А она растерянно смотрит по сторонам, ищет рядом с собой темное пятнышко… И ходила она странно: под ней не приминалась трава, не оставалось следов на песке и снегу. Как и все ребята, летом она ходила босиком, но ее ноги всегда были незапыленными. Она не шла, а порхала над землей, невесомая, хрупкая. В дождь на нее не падали капли - казалось, вокруг нее защитное облако, невидимый стеклянный колпак, казалось, сама природа оберегает ее от напастей. Стоило ей дотронуться до бутонов цветов, как они сразу распускались, стоило поднять бабочку со сбитой пыльцой, как та улетала - она все оживляла, точно волшебница… Она ходила медленно, плавно и тихо, даже наша скрипучая дверь не скрипела, когда она открывала ее; казалось, она не входит, а влетает, и не уходит, а растворяется, словно невидимка.

Ночами она частенько исчезала из дома, выходила в сад, и к ней сразу слетались светляки. Случалось, ночами гуляла и по поселку, и тогда к ней сбегались собаки и кошки. Любили ее. Жалели, что ли?.. Говорили, у нее "лунная" болезнь, будто она родилась в полнолуние. Говорили также, что ее ночные прогулки - последствия жуткой грозы, в которую она попала в двухлетнем возрасте… В тот день она играла перед домом, а я на окраине поселка запускал змея. Гроза налетела внезапно; молнии сверкали одна за другой, от грохота дрожали дома… Я долго искал сестру - оказалось, она пряталась в собачьей будке.

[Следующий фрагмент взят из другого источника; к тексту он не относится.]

//! Deduplication of discovered candidates across repeated discovery runs.

use std::collections::HashSet;

use tracing::debug;

use super::item::{ContentItem, ContentPayload};

/// Check whether a discovered candidate duplicates an existing item.
///
/// Matching is by natural key only; differing titles or summaries do not
/// make a candidate novel. Rejected items still count, so a rejected
/// candidate is not re-admitted by the next discovery run. Candidates
/// without a natural key are never treated as duplicates.
pub fn is_duplicate(existing: &[ContentItem], candidate: &ContentPayload) -> bool {
    let Some(key) = candidate.natural_key() else {
        return false;
    };
    existing
        .iter()
        .any(|item| item.natural_key().as_deref() == Some(key.as_str()))
}

/// Filter a discovery batch down to novel candidates.
///
/// Drops candidates that match an existing item's natural key and
/// duplicates within the batch itself.
pub fn filter_novel(
    existing: &[ContentItem],
    candidates: Vec<ContentPayload>,
) -> Vec<ContentPayload> {
    let mut seen: HashSet<String> = existing
        .iter()
        .filter_map(|item| item.natural_key())
        .collect();

    let mut novel = Vec::with_capacity(candidates.len());
    for candidate in candidates {
        match candidate.natural_key() {
            Some(key) if seen.contains(&key) => {
                debug!(%key, "dropping duplicate discovery candidate");
            }
            Some(key) => {
                seen.insert(key);
                novel.push(candidate);
            }
            None => novel.push(candidate),
        }
    }
    novel
}

#[cfg(test)]
mod tests {
    use super::*;
    use crate::content::lifecycle::{admit_discovered, reject};

    fn trial(nct_id: &str, title: &str) -> ContentPayload {
        ContentPayload::ClinicalTrial {
            nct_id: nct_id.to_string(),
            title: title.to_string(),
            phase: None,
            recruitment_status: None,
            condition: None,
        }
    }

    fn media(url: &str) -> ContentPayload {
        ContentPayload::MediaArticle {
            url: url.to_string(),
            title: "Coverage".to_string(),
            outlet: None,
            summary: None,
        }
    }

    #[test]
    fn test_same_nct_id_is_duplicate_despite_different_title() {
        let existing = vec![admit_discovered(trial("NCT12345678", "Original title"))];

        let candidate = trial("NCT12345678", "Retitled by the registry");
        assert!(is_duplicate(&existing, &candidate));
    }

    #[test]
    fn test_different_nct_id_is_novel() {
        let existing = vec![admit_discovered(trial("NCT12345678", "Study A"))];
        assert!(!is_duplicate(&existing, &trial("NCT87654321", "Study B")));
    }

    #[test]
    fn test_rejected_item_still_blocks_readmission() {
        let rejected = reject(&admit_discovered(trial("NCT12345678", "Study"))).unwrap();
        let existing = vec![rejected];

        assert!(is_duplicate(&existing, &trial("NCT12345678", "Study")));
    }

    #[test]
    fn test_url_variants_collapse_to_one_key() {
        let existing = vec![admit_discovered(media("https://www.example.com/story"))];
        assert!(is_duplicate(&existing, &media("www.Example.com/story/")));
    }

    #[test]
    fn test_filter_novel_drops_within_batch_duplicates() {
        let batch = vec![
            trial("NCT11111111", "First"),
            trial("NCT11111111", "First again"),
            trial("NCT22222222", "Second"),
        ];

        let novel = filter_novel(&[], batch);
        assert_eq!(novel.len(), 2);
    }

    #[test]
    fn test_filter_novel_keeps_keyless_candidates() {
        let batch = vec![ContentPayload::Publication {
            title: "No identifiers yet".to_string(),
            journal: None,
            doi: None,
            pmid: None,
            authors: Vec::new(),
            published_year: None,
        }];

        assert_eq!(filter_novel(&[], batch).len(), 1);
    }
}
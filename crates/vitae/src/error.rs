//! Error types for the Vitae library.

use thiserror::Error;

use crate::content::{ItemStatus, LifecycleAction};
use crate::identifier::IdentifierKind;

/// Main error type for Vitae operations.
#[derive(Debug, Error)]
pub enum VitaeError {
    /// A lifecycle action was attempted on an item whose current state
    /// forbids it.
    #[error("cannot {action} a content item in state '{from}'")]
    InvalidTransition {
        from: ItemStatus,
        action: LifecycleAction,
    },

    /// A manually entered identifier failed format validation.
    #[error("invalid {kind} identifier: '{input}'")]
    InvalidIdentifier {
        kind: IdentifierKind,
        input: String,
    },

    /// JSON serialization/deserialization error.
    #[error("JSON error: {0}")]
    Json(#[from] serde_json::Error),
}

/// Result type alias for Vitae operations.
pub type Result<T> = std::result::Result<T, VitaeError>;
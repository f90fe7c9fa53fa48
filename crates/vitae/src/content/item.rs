//! Content item records subject to the discovery/review lifecycle.

use std::sync::atomic::{AtomicU64, Ordering};

use chrono::{DateTime, Utc};
use serde::{Deserialize, Serialize};

use crate::identifier::{normalize_doi, normalize_url};

/// Lifecycle status of a content item.
#[derive(Debug, Clone, Copy, PartialEq, Eq, Hash, Serialize, Deserialize)]
#[serde(rename_all = "lowercase")]
pub enum ItemStatus {
    /// Discovered and awaiting review.
    Pending,
    /// Reviewed and approved for public display.
    Approved,
    /// Reviewed and declined. Terminal.
    Rejected,
    /// Previously shown, toggled off by the provider.
    Hidden,
    /// Entered by hand, admitted without review.
    Manual,
}

impl ItemStatus {
    /// Get a human-readable label.
    pub fn label(&self) -> &'static str {
        match self {
            ItemStatus::Pending => "Pending",
            ItemStatus::Approved => "Approved",
            ItemStatus::Rejected => "Rejected",
            ItemStatus::Hidden => "Hidden",
            ItemStatus::Manual => "Manual",
        }
    }

    /// Check if an item in this status may carry `is_visible = true`.
    pub fn allows_visibility(&self) -> bool {
        matches!(self, ItemStatus::Approved | ItemStatus::Manual)
    }

    /// Check if this status admits no further transitions.
    pub fn is_terminal(&self) -> bool {
        matches!(self, ItemStatus::Rejected)
    }
}

impl std::fmt::Display for ItemStatus {
    fn fmt(&self, f: &mut std::fmt::Formatter<'_>) -> std::fmt::Result {
        f.write_str(match self {
            ItemStatus::Pending => "pending",
            ItemStatus::Approved => "approved",
            ItemStatus::Rejected => "rejected",
            ItemStatus::Hidden => "hidden",
            ItemStatus::Manual => "manual",
        })
    }
}

/// How a content item entered the profile.
#[derive(Debug, Clone, Copy, PartialEq, Eq, Hash, Serialize, Deserialize)]
#[serde(rename_all = "lowercase")]
pub enum ItemOrigin {
    /// Surfaced by an automatic discovery run.
    Discovered,
    /// Entered by the provider.
    Manual,
}

impl ItemOrigin {
    /// Status a hidden item returns to when shown again.
    ///
    /// Origin is kept separately from status so hide/show is
    /// non-destructive: a hidden manual item re-shows as `manual`, a
    /// hidden discovered item as `approved`.
    pub fn restored_status(&self) -> ItemStatus {
        match self {
            ItemOrigin::Discovered => ItemStatus::Approved,
            ItemOrigin::Manual => ItemStatus::Manual,
        }
    }
}

/// The three curated content types.
#[derive(Debug, Clone, Copy, PartialEq, Eq, Hash, Serialize, Deserialize)]
#[serde(rename_all = "snake_case")]
pub enum ContentType {
    Publication,
    ClinicalTrial,
    MediaArticle,
}

impl ContentType {
    /// Get a human-readable label.
    pub fn label(&self) -> &'static str {
        match self {
            ContentType::Publication => "Publication",
            ContentType::ClinicalTrial => "Clinical Trial",
            ContentType::MediaArticle => "Media Article",
        }
    }
}

/// Type-specific payload carried by a content item.
///
/// One state machine covers all three content types; only the payload
/// varies.
#[derive(Debug, Clone, Serialize, Deserialize)]
#[serde(tag = "type", rename_all = "snake_case")]
pub enum ContentPayload {
    /// Bibliographic record for a journal publication.
    Publication {
        title: String,
        #[serde(skip_serializing_if = "Option::is_none")]
        journal: Option<String>,
        #[serde(skip_serializing_if = "Option::is_none")]
        doi: Option<String>,
        #[serde(skip_serializing_if = "Option::is_none")]
        pmid: Option<String>,
        #[serde(skip_serializing_if = "Vec::is_empty", default)]
        authors: Vec<String>,
        #[serde(skip_serializing_if = "Option::is_none")]
        published_year: Option<i32>,
    },
    /// Registry metadata for a clinical trial.
    ClinicalTrial {
        nct_id: String,
        title: String,
        #[serde(skip_serializing_if = "Option::is_none")]
        phase: Option<String>,
        #[serde(skip_serializing_if = "Option::is_none")]
        recruitment_status: Option<String>,
        #[serde(skip_serializing_if = "Option::is_none")]
        condition: Option<String>,
    },
    /// Press or media coverage.
    MediaArticle {
        url: String,
        title: String,
        #[serde(skip_serializing_if = "Option::is_none")]
        outlet: Option<String>,
        #[serde(skip_serializing_if = "Option::is_none")]
        summary: Option<String>,
    },
}

impl ContentPayload {
    /// Get the content type of this payload.
    pub fn content_type(&self) -> ContentType {
        match self {
            ContentPayload::Publication { .. } => ContentType::Publication,
            ContentPayload::ClinicalTrial { .. } => ContentType::ClinicalTrial,
            ContentPayload::MediaArticle { .. } => ContentType::MediaArticle,
        }
    }

    /// Get the title shown in review lists.
    pub fn title(&self) -> &str {
        match self {
            ContentPayload::Publication { title, .. }
            | ContentPayload::ClinicalTrial { title, .. }
            | ContentPayload::MediaArticle { title, .. } => title,
        }
    }

    /// Natural key used to recognize the same record across discovery
    /// runs: NCT id for trials, DOI (falling back to PMID) for
    /// publications, normalized URL for media.
    ///
    /// Keys are prefixed by scheme so equal raw values of different
    /// kinds never collide.
    pub fn natural_key(&self) -> Option<String> {
        match self {
            ContentPayload::Publication { doi, pmid, .. } => {
                if let Some(doi) = doi.as_deref().filter(|d| !d.trim().is_empty()) {
                    Some(format!("doi:{}", normalize_doi(doi)))
                } else {
                    pmid.as_deref()
                        .map(str::trim)
                        .filter(|p| !p.is_empty())
                        .map(|p| format!("pmid:{p}"))
                }
            }
            ContentPayload::ClinicalTrial { nct_id, .. } => {
                let trimmed = nct_id.trim();
                (!trimmed.is_empty()).then(|| format!("nct:{}", trimmed.to_uppercase()))
            }
            ContentPayload::MediaArticle { url, .. } => {
                normalize_url(url).map(|u| format!("url:{u}"))
            }
        }
    }
}

/// A curated content record owned by a provider profile.
#[derive(Debug, Clone, Serialize, Deserialize)]
pub struct ContentItem {
    /// Unique identifier for this item.
    pub id: String,

    /// How the item entered the profile.
    pub origin: ItemOrigin,

    /// Current lifecycle status.
    pub status: ItemStatus,

    /// Whether the item is rendered on the public profile. True only
    /// when `status` is approved or manual.
    pub is_visible: bool,

    /// Whether the item is selected in the review list.
    pub is_selected: bool,

    /// When the item was admitted.
    pub added_at: DateTime<Utc>,

    /// When the item last changed.
    pub last_modified: DateTime<Utc>,

    /// Type-specific payload.
    pub payload: ContentPayload,
}

impl ContentItem {
    /// Get the content type of this item.
    pub fn content_type(&self) -> ContentType {
        self.payload.content_type()
    }

    /// Natural key of the underlying payload.
    pub fn natural_key(&self) -> Option<String> {
        self.payload.natural_key()
    }

    /// Toggle the review-list selection flag. Not a lifecycle
    /// transition; the audit stamp is untouched.
    pub fn with_selected(mut self, selected: bool) -> Self {
        self.is_selected = selected;
        self
    }
}

/// Counts of content items by lifecycle status.
#[derive(Debug, Clone, Default, Serialize, Deserialize)]
pub struct ItemCounts {
    pub pending: usize,
    pub approved: usize,
    pub rejected: usize,
    pub hidden: usize,
    pub manual: usize,
}

impl ItemCounts {
    /// Tally a set of items.
    pub fn from_items(items: &[ContentItem]) -> Self {
        let mut counts = Self::default();
        for item in items {
            match item.status {
                ItemStatus::Pending => counts.pending += 1,
                ItemStatus::Approved => counts.approved += 1,
                ItemStatus::Rejected => counts.rejected += 1,
                ItemStatus::Hidden => counts.hidden += 1,
                ItemStatus::Manual => counts.manual += 1,
            }
        }
        counts
    }

    /// Total number of items.
    pub fn total(&self) -> usize {
        self.pending + self.approved + self.rejected + self.hidden + self.manual
    }

    /// Number of items that have been through review (not pending).
    pub fn decided(&self) -> usize {
        self.approved + self.rejected + self.hidden + self.manual
    }

    /// Number of items eligible for public display.
    pub fn publicly_visible(&self) -> usize {
        self.approved + self.manual
    }
}

/// Generate a unique content item ID.
pub(crate) fn generate_item_id() -> String {
    static COUNTER: AtomicU64 = AtomicU64::new(1);
    format!("item_{:03}", COUNTER.fetch_add(1, Ordering::SeqCst))
}

#[cfg(test)]
mod tests {
    use super::*;

    fn trial_payload(nct_id: &str) -> ContentPayload {
        ContentPayload::ClinicalTrial {
            nct_id: nct_id.to_string(),
            title: "A Study".to_string(),
            phase: None,
            recruitment_status: None,
            condition: None,
        }
    }

    #[test]
    fn test_status_visibility_rules() {
        assert!(ItemStatus::Approved.allows_visibility());
        assert!(ItemStatus::Manual.allows_visibility());
        assert!(!ItemStatus::Pending.allows_visibility());
        assert!(!ItemStatus::Hidden.allows_visibility());
        assert!(!ItemStatus::Rejected.allows_visibility());
    }

    #[test]
    fn test_only_rejected_is_terminal() {
        assert!(ItemStatus::Rejected.is_terminal());
        assert!(!ItemStatus::Hidden.is_terminal());
        assert!(!ItemStatus::Pending.is_terminal());
    }

    #[test]
    fn test_restored_status_follows_origin() {
        assert_eq!(ItemOrigin::Discovered.restored_status(), ItemStatus::Approved);
        assert_eq!(ItemOrigin::Manual.restored_status(), ItemStatus::Manual);
    }

    #[test]
    fn test_trial_natural_key_uppercases() {
        let key = trial_payload("nct12345678").natural_key();
        assert_eq!(key.as_deref(), Some("nct:NCT12345678"));
    }

    #[test]
    fn test_publication_key_prefers_doi() {
        let payload = ContentPayload::Publication {
            title: "Outcomes".to_string(),
            journal: None,
            doi: Some("10.1056/NEJMoa2034577".to_string()),
            pmid: Some("33301246".to_string()),
            authors: Vec::new(),
            published_year: None,
        };
        assert_eq!(
            payload.natural_key().as_deref(),
            Some("doi:10.1056/nejmoa2034577")
        );
    }

    #[test]
    fn test_publication_key_falls_back_to_pmid() {
        let payload = ContentPayload::Publication {
            title: "Outcomes".to_string(),
            journal: None,
            doi: None,
            pmid: Some("33301246".to_string()),
            authors: Vec::new(),
            published_year: None,
        };
        assert_eq!(payload.natural_key().as_deref(), Some("pmid:33301246"));
    }

    #[test]
    fn test_media_key_normalizes_url() {
        let payload = ContentPayload::MediaArticle {
            url: "WWW.Example.com/story/".to_string(),
            title: "Coverage".to_string(),
            outlet: None,
            summary: None,
        };
        assert_eq!(
            payload.natural_key().as_deref(),
            Some("url:https://www.example.com/story")
        );
    }

    #[test]
    fn test_missing_key_fields_yield_none() {
        let payload = ContentPayload::Publication {
            title: "No identifiers".to_string(),
            journal: None,
            doi: None,
            pmid: None,
            authors: Vec::new(),
            published_year: None,
        };
        assert_eq!(payload.natural_key(), None);
    }

    #[test]
    fn test_item_ids_are_unique() {
        let a = generate_item_id();
        let b = generate_item_id();
        assert_ne!(a, b);
        assert!(a.starts_with("item_"));
    }
}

Мать не верила ни в "лунатизм", ни в последствия грозы, и позднее говорила:

- Во всем виновата война.

Действительно, когда началась эвакуация, наш эшелон бомбили, и во время налетов сестра плакала и испуганно забивалась под лавку. За полтора месяца, которые эшелон тянулся на восток, товарные вагоны сильно продувались, и когда мы прибыли в Казань, у сестры обнаружили нефрозонефрит; ее распухшую положили в больницу. В больнице детей кормили плохо, но два раза в день давали по двадцать граммов молока-суфле. Наливали в баночки, которые ставят при простуде. Чуть ли не каждый день в палатах умирал ребенок. Женщины уже не плакали, только крестились - дети избавились от голодной смерти. Мать решила не сдаваться: не отходила от сестры по два-три дня подряд; с разрешения врача спала в коридоре. Ночами сестра бредила:

- Это не мама, а кто-то с рогами. Я боюсь.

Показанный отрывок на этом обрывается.